I spent more than I thought I would. I got more tired than I thought I would. But I have no regrets save for this - I should have worn at least SPF 50.
***
Today, I finally had sugar again. Just a lick of it. But it's okay. The honey scrub is for my face, not for my tongue.
Today, I re-learned the value of sacrifice. Of perseverance. Of plain not giving up.
Today, I re-learned this - that life, yes, is sweet. And it's not just for the bees.
Today was a good day.
Posted by fierywoman at 8:26 PM 0 comments
Thursday, November 12, 2009
This woman needs eyebrow threading. Very badly.
The following is the most enlightening conversation I have had in my 26 years:
Joie: Uy, Mylene, kumain ka na ba? (Hala. Bakit nakatingin lang sa kin si Mylene? Kinukulam ba niya ako in her mind? Wala na talaga akong time maglaba ng panty, pasensya na, Mylene...)
Mylene: (Jesus. This woman needs eyebrow threading. Very badly.)

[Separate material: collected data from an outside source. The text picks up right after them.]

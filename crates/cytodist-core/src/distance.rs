//! Euclidean distance-field construction.
//!
//! Exact Euclidean distance transform using the Felzenszwalb-Huttenlocher
//! separable algorithm: a 1-D squared-distance transform (lower envelope of
//! parabolas) applied along rows and then columns, followed by a square root.

use crate::error::Error;
use crate::segmentation::BinaryMask;

/// Background initialization value for squared distances. Finite so the
/// parabola-envelope intersections stay well-defined on source-free lines.
const FAR: f64 = 1e18;

/// Per-pixel Euclidean distance (in pixels) to the nearest foreground pixel
/// of the mask the field was built from. Zero at foreground pixels.
#[derive(Debug, Clone, PartialEq)]
pub struct DistanceField {
    pub width: u32,
    pub height: u32,
    /// Row-major distances, non-negative.
    pub data: Vec<f64>,
}

impl DistanceField {
    pub fn get(&self, x: u32, y: u32) -> f64 {
        self.data[(y * self.width + x) as usize]
    }
}

/// Build the Euclidean distance field of a binary mask.
///
/// The distance is undefined for a mask without foreground pixels; that case
/// fails with [`Error::EmptyReferenceMask`] so callers can apply the batch
/// failure policy instead of receiving an infinite sentinel.
pub fn distance_field(mask: &BinaryMask) -> Result<DistanceField, Error> {
    if !mask.data.iter().any(|&v| v) {
        return Err(Error::EmptyReferenceMask);
    }

    let width = mask.width as usize;
    let height = mask.height as usize;

    let mut dist_sq: Vec<f64> = mask
        .data
        .iter()
        .map(|&fg| if fg { 0.0 } else { FAR })
        .collect();

    // Row pass
    let mut line = vec![0.0f64; width.max(height)];
    for y in 0..height {
        let row = &mut dist_sq[y * width..(y + 1) * width];
        line[..width].copy_from_slice(row);
        edt_1d_squared(&line[..width], row);
    }

    // Column pass
    let mut column = vec![0.0f64; height];
    let mut transformed = vec![0.0f64; height];
    for x in 0..width {
        for y in 0..height {
            column[y] = dist_sq[y * width + x];
        }
        edt_1d_squared(&column, &mut transformed);
        for y in 0..height {
            dist_sq[y * width + x] = transformed[y];
        }
    }

    for value in &mut dist_sq {
        *value = value.sqrt();
    }

    Ok(DistanceField {
        width: mask.width,
        height: mask.height,
        data: dist_sq,
    })
}

/// 1-D squared distance transform via the lower envelope of parabolas
/// (Felzenszwalb & Huttenlocher). `f` holds input squared distances; the
/// result is written to `out` (same length).
fn edt_1d_squared(f: &[f64], out: &mut [f64]) {
    let n = f.len();
    debug_assert_eq!(n, out.len());
    if n == 0 {
        return;
    }

    let mut v = vec![0usize; n]; // parabola apex positions
    let mut z = vec![0.0f64; n + 1]; // envelope segment boundaries
    let mut k = 0usize;

    v[0] = 0;
    z[0] = f64::NEG_INFINITY;
    z[1] = f64::INFINITY;

    for q in 1..n {
        loop {
            let p = v[k] as f64;
            let qq = q as f64;
            let s = ((f[q] + qq * qq) - (f[v[k]] + p * p)) / (2.0 * qq - 2.0 * p);

            if s > z[k] {
                k += 1;
                v[k] = q;
                z[k] = s;
                z[k + 1] = f64::INFINITY;
                break;
            }
            if k == 0 {
                v[0] = q;
                z[0] = f64::NEG_INFINITY;
                z[1] = f64::INFINITY;
                break;
            }
            k -= 1;
        }
    }

    k = 0;
    for (q, slot) in out.iter_mut().enumerate() {
        while z[k + 1] < q as f64 {
            k += 1;
        }
        let diff = q as f64 - v[k] as f64;
        *slot = diff * diff + f[v[k]];
    }
}

#[cfg(test)]
mod tests {
    use super::*;

    #[test]
    fn empty_mask_is_an_error() {
        let mask = BinaryMask::new_background(4, 4);
        assert_eq!(distance_field(&mask).unwrap_err(), Error::EmptyReferenceMask);
    }

    #[test]
    fn foreground_pixels_have_distance_zero() {
        let mut mask = BinaryMask::new_background(5, 5);
        mask.set(2, 2, true);
        mask.set(4, 0, true);

        let field = distance_field(&mask).unwrap();
        assert_eq!(field.get(2, 2), 0.0);
        assert_eq!(field.get(4, 0), 0.0);
    }

    #[test]
    fn all_foreground_mask_is_zero_everywhere() {
        let mask = BinaryMask {
            width: 3,
            height: 3,
            data: vec![true; 9],
        };
        let field = distance_field(&mask).unwrap();
        assert!(field.data.iter().all(|&d| d == 0.0));
    }

    #[test]
    fn distances_from_single_point_are_euclidean() {
        let mut mask = BinaryMask::new_background(7, 7);
        mask.set(3, 3, true);

        let field = distance_field(&mask).unwrap();
        assert_eq!(field.get(4, 3), 1.0);
        assert_eq!(field.get(3, 0), 3.0);
        assert!((field.get(4, 4) - 2.0f64.sqrt()).abs() < 1e-12);
        assert!((field.get(0, 0) - 18.0f64.sqrt()).abs() < 1e-12);
        assert!((field.get(6, 1) - 13.0f64.sqrt()).abs() < 1e-12);
    }

    #[test]
    fn field_is_non_negative_and_grows_away_from_source() {
        let mut mask = BinaryMask::new_background(9, 1);
        mask.set(0, 0, true);

        let field = distance_field(&mask).unwrap();
        for x in 0..9 {
            assert_eq!(field.get(x, 0), x as f64);
        }
    }

    #[test]
    fn nearest_of_two_sources_wins() {
        let mut mask = BinaryMask::new_background(10, 1);
        mask.set(0, 0, true);
        mask.set(9, 0, true);

        let field = distance_field(&mask).unwrap();
        assert_eq!(field.get(3, 0), 3.0);
        assert_eq!(field.get(7, 0), 2.0);
    }
}
//! Tabular report writing.
//!
//! A batch produces a `summary.csv` with one row per image, one detail CSV
//! per image with one row per measured object, and a `failures.csv` when a
//! run under the continue policy recorded failures.

use std::collections::HashSet;
use std::fs;
use std::path::{Path, PathBuf};

use crate::error::Error;
use crate::models::{BatchOutcome, ImageResult};

/// Detail file stems are capped so report names stay short enough for
/// spreadsheet sheet names.
const MAX_STEM_LEN: usize = 31;

/// Write all reports for one batch outcome into `out_dir` (created if
/// missing). Existing files with the same names are overwritten.
pub fn write_reports(out_dir: &Path, outcome: &BatchOutcome) -> Result<(), Error> {
    fs::create_dir_all(out_dir)
        .map_err(|e| Error::ReportWrite(format!("{}: {}", out_dir.display(), e)))?;

    write_summary(&out_dir.join("summary.csv"), &outcome.results)?;

    let mut used_stems = HashSet::new();
    for result in &outcome.results {
        let stem = unique_stem(&result.file_name, &mut used_stems);
        write_detail(&out_dir.join(format!("{}.csv", stem)), result)?;
    }

    if !outcome.failures.is_empty() {
        write_failures(&out_dir.join("failures.csv"), outcome)?;
    }

    Ok(())
}

/// One row per image; per-series count, total, mean, and min columns.
/// Undefined statistics render as `n/a`. An empty batch still produces the
/// file with a header row.
fn write_summary(path: &Path, results: &[ImageResult]) -> Result<(), Error> {
    let mut lines = Vec::new();

    let mut header = vec!["file".to_string()];
    if let Some(first) = results.first() {
        for series in &first.series {
            header.push(format!("{}_count", series.label));
            header.push(format!("{}_total", series.label));
            header.push(format!("{}_mean", series.label));
            header.push(format!("{}_min", series.label));
        }
    }
    lines.push(header.join(","));

    for result in results {
        let mut row = vec![csv_field(&result.file_name)];
        for series in &result.series {
            row.push(series.summary.count.to_string());
            row.push(series.summary.total.to_string());
            row.push(series.summary.mean.to_string());
            row.push(series.summary.min.to_string());
        }
        lines.push(row.join(","));
    }

    write_lines(path, &lines)
}

/// One row per object ordinal; series shorter than the longest one leave
/// their cell blank past their last object.
fn write_detail(path: &Path, result: &ImageResult) -> Result<(), Error> {
    let mut lines = Vec::new();

    let mut header = vec!["object".to_string()];
    for series in &result.series {
        header.push(series.label.clone());
    }
    lines.push(header.join(","));

    let rows = result
        .series
        .iter()
        .map(|s| s.values.len())
        .max()
        .unwrap_or(0);
    for i in 0..rows {
        let mut row = vec![(i + 1).to_string()];
        for series in &result.series {
            match series.values.get(i) {
                Some(value) => row.push(value.to_string()),
                None => row.push(String::new()),
            }
        }
        lines.push(row.join(","));
    }

    write_lines(path, &lines)
}

fn write_failures(path: &Path, outcome: &BatchOutcome) -> Result<(), Error> {
    let mut lines = vec!["file,error".to_string()];
    for failure in &outcome.failures {
        lines.push(format!(
            "{},{}",
            csv_field(&failure.path.display().to_string()),
            csv_field(&failure.error)
        ));
    }
    write_lines(path, &lines)
}

fn write_lines(path: &Path, lines: &[String]) -> Result<(), Error> {
    let mut contents = lines.join("\n");
    contents.push('\n');
    fs::write(path, contents).map_err(|e| Error::ReportWrite(format!("{}: {}", path.display(), e)))
}

/// Quote a CSV field when it contains a delimiter, quote, or line break.
fn csv_field(value: &str) -> String {
    if value.contains([',', '"', '\n', '\r']) {
        format!("\"{}\"", value.replace('"', "\"\""))
    } else {
        value.to_string()
    }
}

/// Detail file stem for one image: the file name without extension,
/// restricted to a portable character set, truncated, and deduplicated
/// against stems already taken in this run.
fn unique_stem(file_name: &str, used: &mut HashSet<String>) -> String {
    let stem = PathBuf::from(file_name)
        .file_stem()
        .map(|s| s.to_string_lossy().into_owned())
        .unwrap_or_else(|| file_name.to_string());

    let mut base: String = stem
        .chars()
        .map(|c| {
            if c.is_ascii_alphanumeric() || matches!(c, '.' | '_' | '-') {
                c
            } else {
                '_'
            }
        })
        .collect();
    if base.is_empty() {
        base.push_str("image");
    }
    base.truncate(MAX_STEM_LEN);

    let mut candidate = base.clone();
    let mut suffix = 2;
    while used.contains(&candidate) {
        let tag = format!("_{}", suffix);
        let keep = MAX_STEM_LEN.saturating_sub(tag.len());
        candidate = format!("{}{}", &base[..keep.min(base.len())], tag);
        suffix += 1;
    }

    used.insert(candidate.clone());
    candidate
}

#[cfg(test)]
mod tests {
    use super::*;
    use crate::models::{ImageFailure, MeasurementSeries};

    fn temp_report_dir(name: &str) -> PathBuf {
        let dir = std::env::temp_dir()
            .join(format!("cytodist-report-{}", std::process::id()))
            .join(name);
        fs::create_dir_all(&dir).unwrap();
        dir
    }

    fn result(file_name: &str, series: Vec<MeasurementSeries>) -> ImageResult {
        ImageResult {
            file_name: file_name.to_string(),
            series,
        }
    }

    #[test]
    fn summary_has_one_row_per_image() {
        let dir = temp_report_dir("summary");
        let outcome = BatchOutcome {
            results: vec![
                result(
                    "a.tif",
                    vec![MeasurementSeries::new("lipid_area_um2", vec![2.0, 4.0])],
                ),
                result(
                    "b.tif",
                    vec![MeasurementSeries::new("lipid_area_um2", vec![])],
                ),
            ],
            failures: vec![],
        };

        write_reports(&dir, &outcome).unwrap();

        let summary = fs::read_to_string(dir.join("summary.csv")).unwrap();
        let lines: Vec<&str> = summary.lines().collect();
        assert_eq!(
            lines[0],
            "file,lipid_area_um2_count,lipid_area_um2_total,lipid_area_um2_mean,lipid_area_um2_min"
        );
        assert_eq!(lines[1], "a.tif,2,6,3,2");
        // Empty series: total stays 0, mean and min are undefined
        assert_eq!(lines[2], "b.tif,0,0,n/a,n/a");
        assert_eq!(lines.len(), 3);
    }

    #[test]
    fn detail_files_pad_shorter_series_with_blanks() {
        let dir = temp_report_dir("detail");
        let outcome = BatchOutcome {
            results: vec![result(
                "cells.tif",
                vec![
                    MeasurementSeries::new("lipid_to_microtubule_um", vec![1.5, 2.5, 3.5]),
                    MeasurementSeries::new("mitochondria_to_microtubule_um", vec![0.5]),
                ],
            )],
            failures: vec![],
        };

        write_reports(&dir, &outcome).unwrap();

        let detail = fs::read_to_string(dir.join("cells.csv")).unwrap();
        let lines: Vec<&str> = detail.lines().collect();
        assert_eq!(
            lines[0],
            "object,lipid_to_microtubule_um,mitochondria_to_microtubule_um"
        );
        assert_eq!(lines[1], "1,1.5,0.5");
        assert_eq!(lines[2], "2,2.5,");
        assert_eq!(lines[3], "3,3.5,");
    }

    #[test]
    fn empty_batch_writes_header_only_summary() {
        let dir = temp_report_dir("empty");
        let outcome = BatchOutcome {
            results: vec![],
            failures: vec![],
        };

        write_reports(&dir, &outcome).unwrap();

        let summary = fs::read_to_string(dir.join("summary.csv")).unwrap();
        assert_eq!(summary, "file\n");
        assert!(!dir.join("failures.csv").exists());
    }

    #[test]
    fn failures_file_written_only_when_failures_exist() {
        let dir = temp_report_dir("failures");
        let outcome = BatchOutcome {
            results: vec![],
            failures: vec![ImageFailure {
                path: PathBuf::from("/data/broken.tif"),
                error: "failed to decode image: bad header".to_string(),
            }],
        };

        write_reports(&dir, &outcome).unwrap();

        let failures = fs::read_to_string(dir.join("failures.csv")).unwrap();
        let lines: Vec<&str> = failures.lines().collect();
        assert_eq!(lines[0], "file,error");
        assert!(lines[1].starts_with("/data/broken.tif,"));
    }

    #[test]
    fn stems_are_sanitized_truncated_and_deduplicated() {
        let mut used = HashSet::new();

        assert_eq!(unique_stem("well A1 (rep#2).tif", &mut used), "well_A1__rep_2_");

        let long = "a_very_long_microscope_export_name_2026-08-29.tif";
        let first = unique_stem(long, &mut used);
        assert_eq!(first.len(), MAX_STEM_LEN);
        let second = unique_stem(long, &mut used);
        assert_ne!(first, second);
        assert!(second.len() <= MAX_STEM_LEN);
        assert!(second.ends_with("_2"));
    }

    #[test]
    fn csv_fields_with_delimiters_are_quoted() {
        assert_eq!(csv_field("plain.tif"), "plain.tif");
        assert_eq!(csv_field("a,b.tif"), "\"a,b.tif\"");
        assert_eq!(csv_field("say \"hi\""), "\"say \"\"hi\"\"\"");
    }
}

Joie: O, ano, bakit di ka sumasagot? Kumain ka na ba? Baka bigla mo na lang kaming isumbong sa asawa mo na hindi ka namin pinapakain. (Shet. Pinakuluan niya yung panty ko, at hipnotismo na 'tong ginagawa niya. Mamaya, may lalabas ng bayawak sa ilong ko. Shet.)
Mylene: (And upper lip threading, too) Oo man, ati.
Joie: Sumasagot ka naman pala e. E ano namang kinain mo? (Paano kung gusto pala niyang kainin ang atay ko?! Oh holy kamote tops!)
Mylene: (Oh. Those pores. Does she even get paid enough to have a facial?)
Joie: Ano ngang kinain mo? (Please, don't say na kaluluwa ko.)
Mylene: (Oh Lord. I really, really need to speak to her.) Pagkain, ati.
Joie reaches Nirvana.
***
I complain no end that I am having a shit time at work, that my job is sucking the life out of me. I have about 27 hours to do something insane, something to bring my joie de vivre back, and I am totally clueless. I don't want to plan. I am waiting for some wild, undismissable compulsion to attack me. Something that will rouse me even from the deepest of sleeps, make me pack just the very basics (money, underwear, valid ID) and just hit the road.
I want to live. Really live. I want to reclaim my passion. I want to fix me. I want to heal. I want to dance. I want to remember, remember the lyrics to my song. The song that The Great Is whispered to me at birth. The song that will guide the dance of my life.
***
Brutal truths that I have to chew today, in the absence of carbs.
1.) I have been an underachiever.
2.) I don't have a career, just a job that gets me through from payday to payday. Barely.
3.) Carbs make people happy. I don't eat carbs. Therefore...
4.) I miss Dan so much. I miss him more than I miss carbs.